(Stored items)
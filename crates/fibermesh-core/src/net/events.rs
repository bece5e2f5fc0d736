//! Status events emitted on the fiber's status channel

use crate::types::PeerAddr;

/// Events observable on [`PubSubFiber::status_channel`](crate::fiber::PubSubFiber::status_channel)
#[derive(Debug, Clone, PartialEq)]
pub enum FiberStatus {
    /// Every expected peer reported a successful low-level connect
    ///
    /// Emitted at most once per connect cycle, and only when connect
    /// monitoring is enabled.
    SubsConnected {
        /// The peer addresses that were confirmed (self excluded)
        addresses: Vec<PeerAddr>,
    },
}

/// Diagnostic snapshot of a fiber's network state
///
/// Intended for debug surfaces and tests; not part of the wire contract.
#[derive(Debug, Clone, Default, PartialEq)]
pub struct FiberDebugInfo {
    /// Peer set the subscribe endpoint is currently connected to
    pub current_addresses: Vec<PeerAddr>,
    /// Most recent peer set reported by discovery
    pub next_addresses: Vec<PeerAddr>,
    /// Whether the publish endpoint is bound and ready
    pub publish_ready: bool,
    /// Whether the subscribe endpoint is connected and ready
    pub subscribe_ready: bool,
    /// Peers with a currently-live inbound connection
    pub connected_peers: Vec<PeerAddr>,
    /// How many times the subscribe endpoint has been rebuilt
    pub sub_cycles: u64,
}
//! Error types for fibermesh

use thiserror::Error;

/// Main error type for fiber operations
#[derive(Error, Debug)]
pub enum FiberError {
    /// A required configuration option is missing or invalid
    #[error("Config error: {0}")]
    Config(String),

    /// Binding the publish endpoint failed
    #[error("Bind error: {0}")]
    Bind(String),

    /// Connecting the subscribe endpoint to a peer failed
    #[error("Connect error: {0}")]
    Connect(String),

    /// The discovery callback reported a failure
    #[error("Discovery error: {0}")]
    Discovery(String),

    /// Rebuilding the subscribe endpoint during reconciliation failed
    #[error("Reconciliation error: {0}")]
    Reconcile(String),

    /// Operation attempted after the fiber was disposed
    #[error("Fiber has been disposed")]
    Disposed,

    /// Envelope encode/decode failure
    #[error("Serialization error: {0}")]
    Serialization(String),

    /// General I/O error
    #[error("IO error: {0}")]
    Io(#[from] std::io::Error),
}

/// Result type alias using FiberError
pub type FiberResult<T> = Result<T, FiberError>;
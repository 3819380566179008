use std::path::{Path, PathBuf};

use bin_monitor::adapters::db::{
    count_snapshots, insert_snapshot, open_connection, run_migrations, schema_version,
};
use bin_monitor::domain::bin_payload::parse_bin_list;
use bin_monitor::domain::bin_record::BinRecord;
use bin_monitor::domain::reconcile::deduplicate_bins_with_report;
use chrono::{SecondsFormat, Utc};

#[derive(Debug)]
struct Options {
    path: PathBuf,
    seed: Option<PathBuf>,
    force: bool,
}

fn main() {
    if let Err(error) = run() {
        eprintln!("failed to create bin cache db: {error}");
        std::process::exit(1);
    }
}

fn run() -> Result<(), String> {
    let Some(options) = parse_args(std::env::args().skip(1).collect())? else {
        print_help();
        return Ok(());
    };

    if let Some(parent) = options.path.parent()
        && !parent.as_os_str().is_empty()
    {
        std::fs::create_dir_all(parent)
            .map_err(|error| format!("failed to create parent directory: {error}"))?;
    }

    if options.force && options.path.exists() {
        std::fs::remove_file(&options.path)
            .map_err(|error| format!("failed to remove existing db file: {error}"))?;
    }

    let path = options.path.to_string_lossy();
    let mut connection = open_connection(&path).map_err(|error| error.to_string())?;
    run_migrations(&mut connection).map_err(|error| error.to_string())?;

    if let Some(seed) = &options.seed {
        let (bins, dropped) = read_seed(seed)?;
        let saved_at = Utc::now().to_rfc3339_opts(SecondsFormat::Millis, true);
        insert_snapshot(&connection, &bins, &saved_at).map_err(|error| error.to_string())?;
        println!(
            "seeded snapshot with {} bins from {} ({dropped} dropped)",
            bins.len(),
            seed.display()
        );
    }

    let version = schema_version(&connection).map_err(|error| error.to_string())?;
    let snapshots = count_snapshots(&connection).map_err(|error| error.to_string())?;

    println!("bin cache db ready at: {path}");
    println!("schema version: {version}, snapshots: {snapshots}");
    Ok(())
}

fn parse_args(args: Vec<String>) -> Result<Option<Options>, String> {
    let mut options = Options {
        path: Path::new("./data/bins_test.db").to_path_buf(),
        seed: None,
        force: false,
    };

    let mut args = args.into_iter();
    while let Some(arg) = args.next() {
        match arg.as_str() {
            "--path" => {
                options.path = args
                    .next()
                    .map(PathBuf::from)
                    .ok_or_else(|| "--path requires a value".to_string())?;
            }
            "--seed" => {
                options.seed = Some(
                    args.next()
                        .map(PathBuf::from)
                        .ok_or_else(|| "--seed requires a value".to_string())?,
                );
            }
            "--force" => options.force = true,
            "--help" | "-h" => return Ok(None),
            other => return Err(format!("unknown argument: {other}")),
        }
    }

    Ok(Some(options))
}

/// Reads a backend-shaped bin list and reconciles it before it is cached.
fn read_seed(path: &Path) -> Result<(Vec<BinRecord>, usize), String> {
    let content = std::fs::read_to_string(path)
        .map_err(|error| format!("failed to read seed file: {error}"))?;
    let value: serde_json::Value = serde_json::from_str(&content)
        .map_err(|error| format!("seed file is not valid JSON: {error}"))?;
    let parsed = parse_bin_list(&value).map_err(|error| error.to_string())?;
    let (bins, report) = deduplicate_bins_with_report(parsed.bins);

    Ok((bins, parsed.skipped + report.removed()))
}

fn print_help() {
    println!("create_test_db");
    println!();
    println!("Usage:");
    println!("  cargo run --bin create_test_db -- [--path <file>] [--seed <bins.json>] [--force]");
    println!();
    println!("Options:");
    println!("  --path <file>       target sqlite file (default: ./data/bins_test.db)");
    println!("  --seed <bins.json>  store a reconciled bin list as the latest snapshot");
    println!("  --force             delete existing file before creating");
}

What needs to be done
Filter the data above, keeping only lines that include the string "content".

Task output
    let content = std::fs::read_to_string(path)
    let value: serde_json::Value = serde_json::from_str(&content)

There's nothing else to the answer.